Visna-maedi virus induces interleukin-8 in sheep alveolar macrophages through a tyrosine-kinase signaling pathway.

The mechanisms leading to the severe lung damage seen in some sheep naturally infected with the visna-maedi virus, and to pulmonary lesions in other lentiviral diseases, appear to involve the recruitment of large numbers of uninfected inflammatory cells. Only a few alveolar macrophages from experimentally infected lambs express virus, but high levels of interleukin (IL)-8 mRNA are present in the macrophage population. In vitro infection with visna-maedi virus at low multiplicity of alveolar macrophages from uninfected sheep also strongly induced the expression of IL-8 mRNA and the accumulation of IL-8 in the extracellular medium.

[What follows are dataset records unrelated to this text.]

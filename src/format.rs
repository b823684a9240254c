//! Container signature detection.
//!
//! Classification is a fixed-offset byte comparison against a static table.
//! Buffers shorter than a signature simply do not match it.

use serde::Serialize;

/// An image container recognized by its leading bytes.
#[derive(Debug, Clone, Copy, PartialEq, Eq, Hash, Serialize)]
pub enum FormatTag {
    WebP,
    Jpeg,
    Png,
    Gif,
    Tiff,
}

impl FormatTag {
    pub fn name(self) -> &'static str {
        match self {
            Self::WebP => "WebP",
            Self::Jpeg => "JPEG",
            Self::Png => "PNG",
            Self::Gif => "GIF",
            Self::Tiff => "TIFF",
        }
    }

    /// The matching `image` crate format, used to hand foreign files to their decoder.
    pub fn image_format(self) -> image::ImageFormat {
        match self {
            Self::WebP => image::ImageFormat::WebP,
            Self::Jpeg => image::ImageFormat::Jpeg,
            Self::Png => image::ImageFormat::Png,
            Self::Gif => image::ImageFormat::Gif,
            Self::Tiff => image::ImageFormat::Tiff,
        }
    }
}

/// A signature is one or more byte runs that must all match at their offsets.
struct Signature {
    format: FormatTag,
    parts: &'static [(usize, &'static [u8])],
}

impl Signature {
    fn matches(&self, data: &[u8]) -> bool {
        self.parts.iter().all(|&(offset, bytes)| {
            data.get(offset..offset + bytes.len()) == Some(bytes)
        })
    }
}

// Checked in order; the first match wins.
static SIGNATURES: &[Signature] = &[
    Signature { format: FormatTag::WebP, parts: &[(0, b"RIFF"), (8, b"WEBP")] },
    Signature { format: FormatTag::Jpeg, parts: &[(0, &[0xFF, 0xD8, 0xFF])] },
    Signature {
        format: FormatTag::Png,
        parts: &[(0, &[0x89, 0x50, 0x4E, 0x47, 0x0D, 0x0A, 0x1A, 0x0A])],
    },
    Signature { format: FormatTag::Gif, parts: &[(0, b"GIF87a")] },
    Signature { format: FormatTag::Gif, parts: &[(0, b"GIF89a")] },
    Signature { format: FormatTag::Tiff, parts: &[(0, &[0x4D, 0x4D, 0x00, 0x2A])] },
    Signature { format: FormatTag::Tiff, parts: &[(0, &[0x49, 0x49, 0x2A, 0x00])] },
];

/// Classify a buffer by its leading bytes.
///
/// # Example
///
/// ```rust
/// use webp_filetype::format::{classify, FormatTag};
///
/// assert_eq!(classify(b"GIF89a\x01\x00"), Some(FormatTag::Gif));
/// assert_eq!(classify(b"RIFF"), None);
/// ```
pub fn classify(data: &[u8]) -> Option<FormatTag> {
    SIGNATURES.iter().find(|sig| sig.matches(data)).map(|sig| sig.format)
}

/// `true` for a RIFF container whose form type is `WEBP`.
pub fn has_webp_signature(data: &[u8]) -> bool {
    classify(data) == Some(FormatTag::WebP)
}

/// The non-WebP format a buffer carries, if any.
pub fn foreign_format(data: &[u8]) -> Option<FormatTag> {
    classify(data).filter(|&tag| tag != FormatTag::WebP)
}

#[cfg(test)]
mod tests {
    use super::*;

    #[test]
    fn detects_webp() {
        let data = b"RIFF\x24\x00\x00\x00WEBPVP8L";
        assert_eq!(classify(data), Some(FormatTag::WebP));
        assert!(has_webp_signature(data));
        assert_eq!(foreign_format(data), None);
    }

    #[test]
    fn riff_with_other_form_type_is_not_webp() {
        assert_eq!(classify(b"RIFF\x24\x00\x00\x00WAVEfmt "), None);
    }

    #[test]
    fn detects_foreign_formats() {
        assert_eq!(classify(&[0xFF, 0xD8, 0xFF, 0xE0]), Some(FormatTag::Jpeg));
        assert_eq!(
            classify(&[0x89, b'P', b'N', b'G', 0x0D, 0x0A, 0x1A, 0x0A, 0]),
            Some(FormatTag::Png)
        );
        assert_eq!(classify(b"GIF87a"), Some(FormatTag::Gif));
        assert_eq!(classify(b"GIF89a"), Some(FormatTag::Gif));
        assert_eq!(classify(b"MM\x00\x2a\x00\x00\x00\x08"), Some(FormatTag::Tiff));
        assert_eq!(classify(b"II\x2a\x00\x08\x00\x00\x00"), Some(FormatTag::Tiff));
        assert_eq!(foreign_format(&[0xFF, 0xD8, 0xFF]), Some(FormatTag::Jpeg));
    }

    #[test]
    fn short_buffers_never_match() {
        let full: Vec<u8> = b"RIFF\x00\x00\x00\x00WEBP".to_vec();
        for len in 0..full.len() {
            assert_eq!(classify(&full[..len]), None, "prefix of length {len}");
        }
        let png = [0x89, 0x50, 0x4E, 0x47, 0x0D, 0x0A, 0x1A, 0x0A];
        for len in 0..png.len() {
            assert_eq!(classify(&png[..len]), None);
        }
        assert_eq!(classify(&[0xFF, 0xD8]), None);
        assert_eq!(classify(b"GIF89"), None);
        assert_eq!(classify(&[]), None);
    }

    #[test]
    fn unknown_bytes_are_rejected() {
        assert_eq!(classify(b"BM\x00\x00\x00\x00"), None);
        assert_eq!(classify(b"not an image at all"), None);
    }
}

An initial peak of IL-8 mRNA expression at 3 or 6 h after infection was followed by a fall, then a more persistent expression lasting at least 48 h after infection. The early peak was accompanied by expression of mRNA for IL-1beta, and a possible rise in tumor necrosis factor alpha (TNFalpha) mRNA, although this was frequently elevated in uninfected ovine alveolar macrophages. Interestingly, these events occurred identically in cells treated with non-infectious heat-treated virus, suggesting that interaction between viral components and cellular membrane receptors could suffice for both early and late IL-8 induction. The level of IL-8 mRNA induced by treatment with live or inactivated virus could be severely reduced by pretreatment of the macrophages with genistein but not with staurosporine, suggesting the involvement of a tyrosine-kinase signaling pathway. The early induction of IL-1beta and possibly of TNFalpha may explain the occurrence of a later persistent expression of IL-8 mRNA through an autocrine mechanism.